Desensitization of the beta-adrenergic receptor-coupled adenylate cyclase in cultured mammalian cells. Receptor sequestration versus receptor function.

Human A431 and rat glioma C6 cells exposed to isoproterenol underwent a time- and dose-dependent loss of isoproterenol-stimulated adenylate cyclase activity. Desensitization was accompanied by sequestration of beta-adrenergic receptors, which became less accessible to the hydrophilic antagonist 3H-labeled 4-(3-tert-butylamino-2-hydroxypropoxy)benzimidazole-2-one hydrochloride ([3H]CGP-12177) and redistributed from the heavier density plasma membrane fraction to a lighter density membrane fraction. Prior treatment of the cells with concanavalin A or phenylarsine oxide blocked sequestration of the receptors but not desensitization of the agonist-stimulated adenylate cyclase. The membranes from such pretreated cells were exposed to alkali to inactivate adenylate cyclase, and the receptors were transferred to a foreign adenylate cyclase by membrane fusion with polyethylene glycol. beta receptors from desensitized cells exhibited a reduced ability to maximally stimulate the foreign adenylate cyclase, but remained accessible to [3H]CGP-12177 in the fused membranes.

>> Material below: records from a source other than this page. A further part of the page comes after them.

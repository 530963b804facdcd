//! The pluggable inspection point: a hook is invoked once per emitted
//! [`TokenSequence`] and may pass it through, replace it, or drop it.

use std::collections::HashMap;
use std::panic::{catch_unwind, AssertUnwindSafe};

use log::{error, warn};

use crate::extractor::TokenSequence;

/// Per-connection scratch space shared between a connection's two hooks.
/// Opaque to the proxy itself; hooks are free to stash whatever state
/// they need keyed by their own convention.
pub type HookState = HashMap<String, String>;

/// A stanza transformer invoked once per emitted [`TokenSequence`].
///
/// Implementations may inspect `sequence`, mutate `state`, and return:
/// - `Some(sequence)` unchanged, to pass it through;
/// - `Some(replacement)` built via [`TokenSequence::from_text`], to rewrite it;
/// - `None`, to drop it.
///
/// A hook that panics is treated the same as one that silently requested
/// pass-through: the panic is caught, logged, and the original sequence
/// is forwarded (see [`invoke`]). Hooks are otherwise invoked strictly in
/// the order their terminating token appeared in the input stream.
pub trait Hook: Send {
    /// Process one emitted sequence.
    fn call(&mut self, state: &mut HookState, sequence: TokenSequence) -> Option<TokenSequence>;
}

/// Runs `hook` over `sequence`, catching a panic and falling back to
/// passing the original sequence through unchanged. This is the only
/// place a hook panic is allowed to surface; it must never take the
/// connection down with it (see the error-handling contract).
pub fn invoke(
    hook: &mut dyn Hook,
    state: &mut HookState,
    sequence: TokenSequence,
) -> Option<TokenSequence> {
    let original = sequence.clone();
    let outcome = catch_unwind(AssertUnwindSafe(|| hook.call(state, sequence)));
    match outcome {
        Ok(result) => result,
        Err(_) => {
            error!("hook panicked; forwarding original sequence unchanged");
            Some(original)
        }
    }
}

/// Identity hook: passes every sequence through unchanged. Useful as a
/// default and in idempotence tests.
#[derive(Debug, Default)]
pub struct IdentityHook;

impl Hook for IdentityHook {
    fn call(&mut self, _state: &mut HookState, sequence: TokenSequence) -> Option<TokenSequence> {
        Some(sequence)
    }
}

/// The shipped reference hook.
///
/// Scans the string form of each complete stanza for the literal
/// sentinel `REPLACEME<base64>REPLACEME`; if found, base64-decodes the
/// substring between the sentinels and substitutes the decoded text as
/// the outgoing stanza's string form. Non-matching or non-complete
/// sequences pass through unchanged. A decode failure is logged and the
/// original sequence is forwarded.
#[derive(Debug, Default)]
pub struct ReplaceHook;

const SENTINEL: &str = "REPLACEME";

impl Hook for ReplaceHook {
    fn call(&mut self, _state: &mut HookState, sequence: TokenSequence) -> Option<TokenSequence> {
        if !sequence.complete() {
            return Some(sequence);
        }

        let body = sequence.to_string();
        match extract_payload(&body) {
            Some(encoded) => match base64::decode(encoded) {
                Ok(bytes) => match String::from_utf8(bytes) {
                    Ok(decoded) => Some(TokenSequence::from_text(decoded)),
                    Err(e) => {
                        warn!("REPLACEME payload was not valid UTF-8: {}", e);
                        Some(sequence)
                    }
                },
                Err(e) => {
                    warn!("failed to base64-decode REPLACEME payload: {}", e);
                    Some(sequence)
                }
            },
            None => Some(sequence),
        }
    }
}

/// Pull the substring between the first two `REPLACEME` sentinels, if any.
fn extract_payload(body: &str) -> Option<&str> {
    let after_first = body.split(SENTINEL).nth(1)?;
    let end = after_first.find(SENTINEL)?;
    Some(&after_first[..end])
}

#[cfg(test)]
mod tests {
    use super::*;

    #[test]
    fn passes_non_complete_sequences_through() {
        let mut hook = ReplaceHook;
        let mut state = HookState::new();
        let seq = TokenSequence::default();
        assert_eq!(hook.call(&mut state, seq.clone()), Some(seq));
    }

    #[test]
    fn substitutes_decoded_payload() {
        let mut hook = ReplaceHook;
        let mut state = HookState::new();
        let encoded = base64::encode("HELLO");
        let body = format!("REPLACEME{}REPLACEME", encoded);
        let seq = TokenSequence::from_text(body);
        let result = hook.call(&mut state, seq).unwrap();
        assert_eq!(result.to_string(), "HELLO");
    }

    #[test]
    fn leaves_non_matching_stanza_untouched() {
        let mut hook = ReplaceHook;
        let mut state = HookState::new();
        let seq = TokenSequence::from_text("<body>hi</body>");
        let result = hook.call(&mut state, seq.clone()).unwrap();
        assert_eq!(result, seq);
    }

    #[test]
    fn bad_base64_forwards_original() {
        let mut hook = ReplaceHook;
        let mut state = HookState::new();
        let seq = TokenSequence::from_text("REPLACEMEnot-base64!!REPLACEME");
        let result = hook.call(&mut state, seq.clone()).unwrap();
        assert_eq!(result, seq);
    }

    #[test]
    fn panicking_hook_is_caught_and_original_is_forwarded() {
        struct Boom;
        impl Hook for Boom {
            fn call(&mut self, _: &mut HookState, _: TokenSequence) -> Option<TokenSequence> {
                panic!("boom");
            }
        }
        let mut hook = Boom;
        let mut state = HookState::new();
        let seq = TokenSequence::from_text("<message/>");
        let result = invoke(&mut hook, &mut state, seq.clone());
        assert_eq!(result, Some(seq));
    }
}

When isoproterenol-treated cells were washed free of agonist, there was a time-dependent recovery of agonist responsiveness and [3H]CGP-12177-binding sites. Using the fusion technique, the receptors recovered their functional activity in the resensitized cells. In concanavalin A-treated cells, desensitization and resensitization appeared to occur in the absence of receptor sequestration. Finally, membranes from desensitized cells pretreated with concanavalin A were fused with polyethylene glycol and assayed for agonist-stimulated adenylate cyclase. There was no reversal of the desensitized state. Thus, the primary, essential step in the desensitization process is a reduction in functional activity of the beta-adrenergic receptor. In contrast, sequestration of the receptors is not a prerequisite, but a secondary event during desensitization.